The food then moves down the oesophagus
and is propelled by peristaltic waves and
gravity.
Describe the ‘normal swallow’
Deglutination initiated by swallowing
centres in the medulla.
Peristaltic waves pass down the oesophagus
and last 7-10 seconds.
Lower oesophageal sphincter allows food to pass into the stomach.
What is Achalasia
Failure of the lower oesophageal sphincter to relax. Food sticks on its way down, and it is more difficult to swallow food in comparison to liquid. There is also damage to the muscle of the oesophagus, preventing the oesophagus from being able to produce peristalsis. Unknown cause, although it could be hereditary or caused by inflammation. Treatment: physical distension of the LES or surgical removal of the LES. Diagnosed using a barium swallow showing distension (bird’s beak formation) of the oesophagus.
What are the motor functions of the stomach
Receives food
Stores food (volume empty 50 ml, full 2 l (extreme uncomfortable feeling)).
Breaks up food and mixes it with gastric juice to form chyme.
Delivers chyme at a controlled rate into the duodenum
What forms the proximal motor unit
The stomach is made of three regions: fundus, body, antrum.
This can be further divided by function: the fundus and body
forms the proximal motor unit. This acts as a temporary reservoir
for food. It is aided by the shape of the stomach, with rugae,
allowing to stomach to expand. Receptive relaxation is where the
muscle fibres can stretch without increasing their tone. This is
initiated by vago-vagal inhibitory reflex. Stretching of muscle
without increasing tone, means that there can be a minimal
increase in intra-gastric pressure. When empty, the pressure is 5
mmHg. Ingesting a meal of up to 1 L is allowed before this will
change, and stretching causes the uncomfortable feeling (increase in intra-gastric pressure).
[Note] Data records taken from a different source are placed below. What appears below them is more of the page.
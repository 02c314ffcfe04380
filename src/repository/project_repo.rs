// ==========================================
// 资本工程计划书编制系统 - 项目仓储接口
// ==========================================
// 职责: 项目聚合 (含干预与年度分布) 的读取与保存接口
// ==========================================

use async_trait::async_trait;

use crate::domain::project::Project;
use crate::repository::error::RepositoryResult;

// ==========================================
// ProjectRepository Trait
// ==========================================
// 实现者由调用方提供 (数据库/内存)
#[async_trait]
pub trait ProjectRepository: Send + Sync {
    /// 按ID读取项目
    async fn find_by_id(&self, id: &str) -> RepositoryResult<Option<Project>>;

    /// 读取某计划书下的全部项目
    async fn find_by_program_book(&self, program_book_id: &str) -> RepositoryResult<Vec<Project>>;

    /// 保存单个项目
    async fn save(&self, project: &Project) -> RepositoryResult<()>;

    /// 批量保存项目 (状态级联使用)
    ///
    /// 任一条目失败时整体返回失败, 已写入条目不回滚
    async fn save_bulk(&self, projects: &[Project]) -> RepositoryResult<()>;
}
What is the distal motor unit
Comprised of the antrum and pyloric sphincter.
Functions to propel chyme, mix chyme with gastric secretions and regulate
gastric emptying.
Thicker muscular walls. About 3 contractions per unit.
Retropulsion is where the food contents are moved back into the more
proximal regions of the stomach, further mixing and churning the food.
How do hunger pangs occur
Occurs after 8 hours of the stomach being empty. The stomach can hold food
for up to 4 hours, so hunger pangs occur 12 hours after ingestion.
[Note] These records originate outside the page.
// ==========================================
// 资本工程计划书编制系统 - 计划书领域模型
// ==========================================
// 职责: 计划书聚合、目标及其业务不变量
// 红线: 不含数据访问逻辑; 目标累计算法见 engine/objective.rs
// ==========================================

use serde::{Deserialize, Serialize};

use crate::domain::audit::Audit;
use crate::domain::priority_scenario::PriorityScenario;
use crate::domain::project::Intervention;
use crate::domain::types::{ObjectiveType, ProgramBookStatus};
use crate::error::{PlanningError, PlanningResult};

/// 每个计划书允许钉住的关键目标上限
pub const MAX_PINNED_OBJECTIVES: usize = 3;

// ==========================================
// ObjectiveValues - 目标数值
// ==========================================
#[derive(Debug, Clone, PartialEq, Serialize, Deserialize)]
pub struct ObjectiveValues {
    pub calculated: f64, // 当前项目集的计算值
    pub reference: f64,  // 参考值 (分母)
}

// ==========================================
// Objective - 目标
// ==========================================
#[derive(Debug, Clone, PartialEq, Serialize, Deserialize)]
pub struct Objective {
    pub id: String,                   // 目标ID
    pub name: String,                 // 目标名称
    pub target_type: String,          // 指标类型代码 (budget / length)
    pub objective_type: ObjectiveType, // 目标类型 (阈值/绩效指标)
    pub requestor_id: Option<String>, // 过滤: 需求部门
    pub asset_type_ids: Vec<String>,  // 过滤: 资产类型
    pub work_type_ids: Vec<String>,   // 过滤: 工程类型
    pub pin: bool,                    // 钉住为关键目标
    pub values: ObjectiveValues,      // 数值
    pub audit: Audit,                 // 审计戳
}

impl Objective {
    /// 干预是否落入本目标的过滤范围
    ///
    /// 空的过滤条件 = 通配
    pub fn matches_intervention(&self, intervention: &Intervention) -> bool {
        if let Some(requestor) = &self.requestor_id {
            if &intervention.requestor_id != requestor {
                return false;
            }
        }
        if !self.asset_type_ids.is_empty()
            && !self.asset_type_ids.contains(&intervention.asset_type_id)
        {
            return false;
        }
        if !self.work_type_ids.is_empty()
            && !self.work_type_ids.contains(&intervention.work_type_id)
        {
            return false;
        }
        true
    }

    /// 是否为阈值型目标
    pub fn is_threshold(&self) -> bool {
        self.objective_type == ObjectiveType::Threshold
    }
}

// ==========================================
// ProgramBook - 计划书聚合
// ==========================================
#[derive(Debug, Clone, PartialEq, Serialize, Deserialize)]
pub struct ProgramBook {
    pub id: String,                              // 计划书ID
    pub annual_program_id: String,               // 所属年度计划
    pub name: String,                            // 计划书名称
    pub status: ProgramBookStatus,               // 计划书状态
    pub shared_roles: Vec<String>,               // 共享角色列表
    pub objectives: Vec<Objective>,              // 目标列表
    pub priority_scenarios: Vec<PriorityScenario>, // 优先级场景 (当前设计单场景)
    pub audit: Audit,                            // 审计戳
}

impl ProgramBook {
    /// 新建计划书, 附带系统默认场景
    pub fn new(id: &str, annual_program_id: &str, name: &str) -> Self {
        Self {
            id: id.to_string(),
            annual_program_id: annual_program_id.to_string(),
            name: name.to_string(),
            status: ProgramBookStatus::New,
            shared_roles: Vec::new(),
            objectives: Vec::new(),
            priority_scenarios: vec![PriorityScenario::default_scenario("default")],
            audit: Audit::system(),
        }
    }

    /// 默认场景 (当前设计恰有一个)
    pub fn default_scenario(&self) -> Option<&PriorityScenario> {
        self.priority_scenarios.first()
    }

    /// 按ID查找场景
    pub fn scenario(&self, scenario_id: &str) -> Option<&PriorityScenario> {
        self.priority_scenarios.iter().find(|s| s.id == scenario_id)
    }

    /// 按ID查找场景 (可变)
    pub fn scenario_mut(&mut self, scenario_id: &str) -> Option<&mut PriorityScenario> {
        self.priority_scenarios
            .iter_mut()
            .find(|s| s.id == scenario_id)
    }

    /// 将全部场景标记为过期 (项目进出计划书时触发)
    pub fn outdate_priority_scenarios(&mut self) {
        for scenario in &mut self.priority_scenarios {
            scenario.mark_outdated();
        }
    }

    /// 新增或替换目标 (按ID), 校验钉住上限
    pub fn upsert_objective(&mut self, objective: Objective) -> PlanningResult<()> {
        let pinned = self
            .objectives
            .iter()
            .filter(|o| o.pin && o.id != objective.id)
            .count();
        if objective.pin && pinned >= MAX_PINNED_OBJECTIVES {
            return Err(PlanningError::BusinessRule(format!(
                "关键目标数量已达上限 {}",
                MAX_PINNED_OBJECTIVES
            )));
        }

        match self.objectives.iter_mut().find(|o| o.id == objective.id) {
            Some(existing) => *existing = objective,
            None => self.objectives.push(objective),
        }
        Ok(())
    }

    /// 删除目标
    pub fn remove_objective(&mut self, objective_id: &str) -> PlanningResult<()> {
        let before = self.objectives.len();
        self.objectives.retain(|o| o.id != objective_id);
        if self.objectives.len() == before {
            return Err(PlanningError::not_found("Objective", objective_id));
        }
        Ok(())
    }
}

// ==========================================
// 测试模块
// ==========================================
#[cfg(test)]
mod tests {
    use super::*;
    use crate::domain::types::OBJECTIVE_TARGET_BUDGET;

    fn objective(id: &str, pin: bool) -> Objective {
        Objective {
            id: id.to_string(),
            name: format!("objective {}", id),
            target_type: OBJECTIVE_TARGET_BUDGET.to_string(),
            objective_type: ObjectiveType::Threshold,
            requestor_id: None,
            asset_type_ids: Vec::new(),
            work_type_ids: Vec::new(),
            pin,
            values: ObjectiveValues {
                calculated: 0.0,
                reference: 1000.0,
            },
            audit: Audit::system(),
        }
    }

    #[test]
    fn test_new_program_book_carries_default_scenario() {
        let book = ProgramBook::new("PB1", "AP1", "2026 主干网");
        let scenario = book.default_scenario().expect("默认场景缺失");
        assert_eq!(scenario.priority_levels.len(), 1);
        assert!(scenario.priority_levels[0].is_system_defined);
    }

    #[test]
    fn test_pinned_objective_limit() {
        let mut book = ProgramBook::new("PB1", "AP1", "2026 主干网");
        for i in 0..MAX_PINNED_OBJECTIVES {
            book.upsert_objective(objective(&format!("O{}", i), true))
                .expect("钉住目标未超限");
        }
        // 第4个钉住目标被拒绝
        let err = book.upsert_objective(objective("O9", true)).unwrap_err();
        assert!(matches!(err, PlanningError::BusinessRule(_)));
        // 不钉住的目标不受限
        assert!(book.upsert_objective(objective("O10", false)).is_ok());
    }

    #[test]
    fn test_upsert_replaces_same_id() {
        let mut book = ProgramBook::new("PB1", "AP1", "2026 主干网");
        book.upsert_objective(objective("O1", true)).unwrap();
        let mut updated = objective("O1", true);
        updated.values.reference = 2000.0;
        book.upsert_objective(updated).unwrap();

        assert_eq!(book.objectives.len(), 1);
        assert_eq!(book.objectives[0].values.reference, 2000.0);
    }
}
Rhythmic peristaltic contractions
Contractions may merge and last 2-3 minutes.
Maximum intensity after fasting for 3-4 days
How does gastric emptying depend on the composition of the meal
Liquid meals: quickly released form the stomach. Hypertonic liquid released
much slower than an isotonic liquid. This is because of osmoreceptors in the duodenum. A hypertonic liquid in the
duodenum would cause water release (osmotic diarrhoea) and potential hypovolaemia.
Lag phase: breaking up of food particles in the distal motor part of the stomach (solid and semi-solid) meals.
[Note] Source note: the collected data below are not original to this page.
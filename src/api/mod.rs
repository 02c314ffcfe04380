// ==========================================
// 资本工程计划书编制系统 - 用例层
// ==========================================
// 职责: 装配仓储/参照数据与引擎, 执行前置校验与持久化编排
// 红线: 引擎不触达仓储; 仓储不含业务规则
// ==========================================

pub mod annual_program_api;
pub mod priority_scenario_api;
pub mod program_book_api;

pub use annual_program_api::AnnualProgramApi;
pub use priority_scenario_api::PriorityScenarioApi;
pub use program_book_api::ProgramBookApi;
//! Transfer ellipses between two circular, coplanar orbits.
//!
//! Departure is always tangential: an outward transfer leaves from the
//! periapsis, an inward transfer from the apoapsis. The arrival may cut the
//! target orbit at any true anomaly; a Hohmann transfer arrives at the
//! opposite apsis.

use std::f64::consts::PI;
use std::sync::LazyLock;

use log::{debug, info};
use orbital_bodies::Body;
use orbital_core::time::{days_to_seconds, seconds_to_days};
use orbital_core::numeric::{
    self, acos_deg, add, cos_deg, div, from_f64, mul, normalize_degrees, sin_deg, sqrt, sub,
};
use orbital_core::units::{DEGREES, DIMENSIONLESS, KM, KM_S, SECONDS};
use orbital_core::{Decimal, Quantity};
use orbital_solver::{Derivation, Derived, FormulaTable, Knowns, Params, Solution, Step, solve};
use serde::Serialize;

use crate::OrbitError;
use crate::common::{circular_speed, vis_viva};
use crate::ellipse::{self, check_closed};
use crate::formula::{
    body_name, eccentricity, float, from_float, optional_body_name, seed, some, when_inward,
};
use crate::launch_window::{self, LaunchWindowError, LaunchWindows};

const HALF_TURN: Decimal = Decimal::from_parts(180, 0, 0, false, 0);
const FULL_TURN: Decimal = Decimal::from_parts(360, 0, 0, false, 0);

/// Parameters fixed by the departure orbit, declared ahead of the ellipse so
/// that the tangential departure outranks the generic radius formulas.
fn departure() -> FormulaTable {
    FormulaTable::new()
        .param(
            "inward",
            DIMENSIONLESS,
            "1 when the target orbit lies inside the departure orbit",
            [Derivation::new("inward = r_target < r_start", &["r_start", "r_target"], inward_from_radii)],
        )
        .param("r_start", KM, "radius of the departure orbit", [])
        .param("r_target", KM, "radius of the target orbit", [])
        .param(
            "ra",
            KM,
            "apoapsis radius",
            [Derivation::new("ra = r_start (inward)", &["inward", "r_start"], ra_from_start)],
        )
        .param(
            "rp",
            KM,
            "periapsis radius",
            [Derivation::new("rp = r_start (outward)", &["inward", "r_start"], rp_from_start)],
        )
}

fn arrival() -> FormulaTable {
    FormulaTable::new()
        .param(
            "epsilon",
            DIMENSIONLESS,
            "numerical eccentricity",
            [
                Derivation::new(
                    "ε = (r_target − r_start) / (r_start − r_target cos φ) (outward)",
                    &["inward", "r_start", "r_target", "phi_arrival"],
                    epsilon_from_arrival_outward,
                ),
                Derivation::new(
                    "ε = (r_start − r_target) / (r_start + r_target cos φ) (inward)",
                    &["inward", "r_start", "r_target", "phi_arrival"],
                    epsilon_from_arrival_inward,
                ),
            ],
        )
        .param(
            "phi_arrival",
            DEGREES,
            "true anomaly at which the target orbit is reached",
            [Derivation::new(
                "cos φ = (p / r_target − 1) / ε",
                &["p", "epsilon", "r_target", "inward"],
                phi_from_orbit_equation,
            )],
        )
        .param(
            "transfer_angle",
            DEGREES,
            "angle swept between departure and arrival",
            [Derivation::new("Δφ = φ − φ_start", &["phi_arrival", "inward"], transfer_angle)],
        )
        .param(
            "transfer_time",
            SECONDS,
            "time of flight",
            [Derivation::new(
                "t = √(a³/mu)(E − ε sin E)",
                &["mu", "a", "epsilon", "phi_arrival", "inward"],
                transfer_time,
            )],
        )
        .param(
            "vk_start",
            KM_S,
            "circular speed on the departure orbit",
            [Derivation::new("vk = √(mu / r_start)", &["mu", "r_start"], vk_start)],
        )
        .param(
            "vk_target",
            KM_S,
            "circular speed on the target orbit",
            [Derivation::new("vk = √(mu / r_target)", &["mu", "r_target"], vk_target)],
        )
        .param(
            "v_arrival",
            KM_S,
            "speed on the transfer ellipse at the target radius",
            [Derivation::new("v = √(mu (2/r − 1/a))", &["mu", "r_target", "a"], v_arrival)],
        )
        .param(
            "flight_path_angle",
            DEGREES,
            "angle between the arrival velocity and the local horizontal",
            [Derivation::new(
                "tan γ = ε sin φ / (1 + ε cos φ)",
                &["epsilon", "phi_arrival"],
                flight_path_angle,
            )],
        )
        .param(
            "delta_v1",
            KM_S,
            "departure burn",
            [
                Derivation::new("Δv1 = vp − vk_start", &["inward", "vp", "vk_start"], delta_v1_outward),
                Derivation::new("Δv1 = va − vk_start", &["inward", "va", "vk_start"], delta_v1_inward),
            ],
        )
        .param(
            "delta_v2",
            KM_S,
            "arrival burn, negative when braking",
            [Derivation::new(
                "Δv2² = v² + vk² − 2 v vk cos γ",
                &["inward", "v_arrival", "vk_target", "flight_path_angle"],
                delta_v2_law_of_cosines,
            )],
        )
        .param(
            "v_total",
            KM_S,
            "sum of both burn magnitudes",
            [Derivation::new("Σ = |Δv1| + |Δv2|", &["delta_v1", "delta_v2"], v_total)],
        )
}

fn hohmann() -> FormulaTable {
    FormulaTable::new()
        .param(
            "r_start",
            KM,
            "radius of the departure orbit",
            [
                Derivation::new("r_start = rp (outward)", &["inward", "rp"], start_from_rp),
                Derivation::new("r_start = ra (inward)", &["inward", "ra"], start_from_ra),
            ],
        )
        .param(
            "r_target",
            KM,
            "radius of the target orbit",
            [
                Derivation::new("r_target = ra (outward)", &["inward", "ra"], target_from_ra),
                Derivation::new("r_target = rp (inward)", &["inward", "rp"], target_from_rp),
            ],
        )
        .param(
            "ra",
            KM,
            "apoapsis radius",
            [Derivation::new("ra = r_target (outward)", &["inward", "r_target"], ra_from_target)],
        )
        .param(
            "rp",
            KM,
            "periapsis radius",
            [Derivation::new("rp = r_target (inward)", &["inward", "r_target"], rp_from_target)],
        )
        .param(
            "phi_arrival",
            DEGREES,
            "true anomaly at which the target orbit is reached",
            [Derivation::new("φ = opposite apsis", &["inward"], phi_opposite_apsis)],
        )
        .param(
            "delta_v2",
            KM_S,
            "arrival burn, negative when braking",
            [
                Derivation::new("Δv2 = vk_target − va", &["inward", "vk_target", "va"], delta_v2_at_apoapsis),
                Derivation::new("Δv2 = vk_target − vp", &["inward", "vk_target", "vp"], delta_v2_at_periapsis),
            ],
        )
}

/// Phasing between two planets moving on circular orbits with known mean
/// longitudes at the reference epoch.
fn phasing() -> FormulaTable {
    FormulaTable::new()
        .param("period_start", SECONDS, "orbital period of the departure body", [])
        .param("period_target", SECONDS, "orbital period of the target body", [])
        .param("longitude_start", DEGREES, "mean longitude of the departure body at the epoch", [])
        .param("longitude_target", DEGREES, "mean longitude of the target body at the epoch", [])
        .param(
            "phase_angle",
            DEGREES,
            "required lead of the target over the departure body at launch",
            [Derivation::new(
                "ψ = Δφ − 360° t / T_target",
                &["transfer_angle", "transfer_time", "period_target"],
                phase_angle,
            )],
        )
        .param(
            "synodic_period",
            SECONDS,
            "time between identical constellations",
            [Derivation::new(
                "S = 1 / |1/T1 − 1/T2|",
                &["period_start", "period_target"],
                synodic_period,
            )],
        )
        .param(
            "delta_t",
            SECONDS,
            "time from the epoch to the first launch constellation",
            [Derivation::new(
                "Δt = first t with L_target(t) − L_start(t) = ψ",
                &[
                    "phase_angle",
                    "longitude_start",
                    "longitude_target",
                    "period_start",
                    "period_target",
                    "synodic_period",
                ],
                delta_t,
            )],
        )
}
Components of solid meals (mainly fats) are detected by enteroendocrine cells which release CCK, which feeds back to slow
gastric emptying
How is gastric emptying regulated
Distension of the stomach and presence of partially digested food, alcohol or caffeine increases parasympathetic
innervation, and increases secretion of gastrin.
Contraction of the lower oesophageal sphincter increases stomach motility. Relaxation of the pyloric sphincter allows for
gastric emptying.
Gastrin stimulates contraction of the atrium which promotes mixing of chyme, however, it also inhibits gastric emptying by
relaxing the pyloric sphincter, causing it to constrict.
1.2. Intestinal phase (inhibition)
Distension of the duodenum, presence of fatty acids, glucose and partially digested proteins or hypotonic solution initiates
feedback mechanisms: increased secretion of CCK and initiation of enterogastric reflex.
This decreases stomach motility and inhibits gastric emptying.
How does the vomiting reflex occur
- Stimulus to vomiting centre in the midbrain.
- Hypersalivation (protect epithelial lining), pallor,
sweating, tachycardia and retching. - Glottis closes. Soft palate rises to close off airway
(prevents swallowing of contents into trachea). - Stomach and pyloric sphincter relax.
- Reverse peristalsis
- Diaphragm and abdominal wall contracts.
- Increased pressure forces chyme upwards from stomach out of mouth.